Shocking study: this is how the coronavirus attacks brain cells



[ad_1]

The coronavirus mainly attacks the lungs, but also the kidneys, liver and blood vessels. However, about half of the patients also report neurological symptoms. These include headaches, confusion, and even delirium. These symptoms indicate that the virus is likely to attack the brain as well.

A new study brings to light the first clear evidence that in some people the coronavirus invades the brain cells in which it reproduces. The virus also appears to absorb all the oxygen around it, leaving neighboring cells to suffocate.

It is not known with certainty how the virus reaches the brain or how often it destroys brain cells in this way. Brain infections are probably rare. But some people may be more vulnerable due to a genetic predisposition, a high viral load, or other causes.

“If the brain is really infected, the result can be death,” warns Akiko Iwasaki, an immunologist at Yale University and lead author of the study.

The study was published online Wednesday and has not yet been peer-reviewed for official publication. But several researchers say he was meticulous and elegant, showing in many ways that the virus can infect brain cells.

The scientists relied on encephalograms and symptoms of the patients to deduce the effects of the virus on the brain. “This evidence provides some additional evidence that the coronavirus will surely infect the brain,” he said. Michael Zandi, a consultant neurologist at the National Hospital for Neurology and Neurosurgery, UK.

Dr. Zandi and his colleagues published a study in July showing that some coronavirus patients develop severe neurological problems, including nerve damage.

In a new study, Dr. Iwasaki and his colleagues recorded the infection in the brain in three ways: in brain tissue from a dead coronavirus, in a mouse model, and in organoids, clusters of brain cells on a stone plate that mimic the three-dimensional structure of the brain.

Other pathogens, such as the Zika virus, are known to infect brain cells. The immune cells then flood into the damaged areas and try to help the brain by destroying the infected cells.

The coronavirus is much more “stealthy”: it exploits the mechanisms of brain cells to reproduce, without destroying them. Instead, it absorbs all the oxygen from adjacent cells, killing them.

The researchers found no evidence of an immune response to the problem. “It is a silent infection,” explains Dr. Ivasaki. “This virus has many invasive mechanisms.”

These findings are consistent with other observations in organs infected with the virus, explains Allison Muwattri, a neuroscientist at the University of California, San Diego, who has also studied the Zika virus.

The coronavirus seems to rapidly reduce the number of synapses, that is, the connections between neurons. “Days after infection, we are already seeing a drastic reduction in the number of contractions,” explains Muotri. “We still don’t know if this is reversible or not.”

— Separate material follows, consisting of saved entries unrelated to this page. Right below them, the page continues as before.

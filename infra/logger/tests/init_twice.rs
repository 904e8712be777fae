use rulekit_domain::config::LoggingConfig;
use rulekit_logger::{LevelFilter, Logger, LoggerError};

#[test]
fn init_twice_returns_subscriber_error() {
    let _logger = Logger::from_config(&LoggingConfig::default()).expect("first init should succeed");

    let err = Logger::builder()
        .name("integration-init-twice-second")
        .level(LevelFilter::INFO)
        .init()
        .expect_err("second init should fail");

    assert!(
        matches!(err, LoggerError::Subscriber { .. }),
        "expected subscriber error for second init"
    );
}
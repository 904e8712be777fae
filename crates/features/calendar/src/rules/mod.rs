mod composite;
mod simple;

pub use composite::{AllOf, AnyOf, DayOffset, NthOccurrence};
pub use simple::{DayOfMonth, DayOfWeek, EveryDay, NthWeekdayOfMonth};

The virus infects a cell through a protein on its surface, ACE2. This protein is present throughout the human body, but mainly in the lungs. That is why your virus is weak.

Previous studies have suggested that the brain has very little protein of this type, which makes it possible for it to be safe.

But Dr. Iwasaki and his colleagues found that the virus could in fact use this medium to enter the brain.

The team then tested two groups of mice: one with the ACE2 receptor only in the brain and another with the same receptor only in the lungs. When the scientists introduced the virus into these mice, the infected ones in the brain rapidly lost weight and died within six days. The others did not suffer either.

“Despite the limitations of the mouse research, the results still show that brain infection is more deadly than respiratory infection,” he said. Ivasaki.

The virus can reach the brain through the olfactory bulb, which controls smell, through the eyes, or even through the bloodstream. Of course, this is not the path the pathogen follows, even if it follows it often enough to explain the symptoms that occur in multiple patients.

Scientists must analyze multiple autopsy samples to assess how common the infection is in the brain and whether it is present in people with milder symptoms or only in those who have been ill for a long time, having in many cases also exhibited neurological symptoms.

Although 40-60% of patients treated with coronavirus have neurological and psychiatric symptoms, it is not certain that all are the result of invasion of the virus into brain cells. It can be the result of prolonged inflammation throughout the body.

For example, inflammation of the lungs can cause a blood clot that can lead to a stroke.

Other symptoms, such as confusion or delirium, may not always be present in sedated or intubated patients.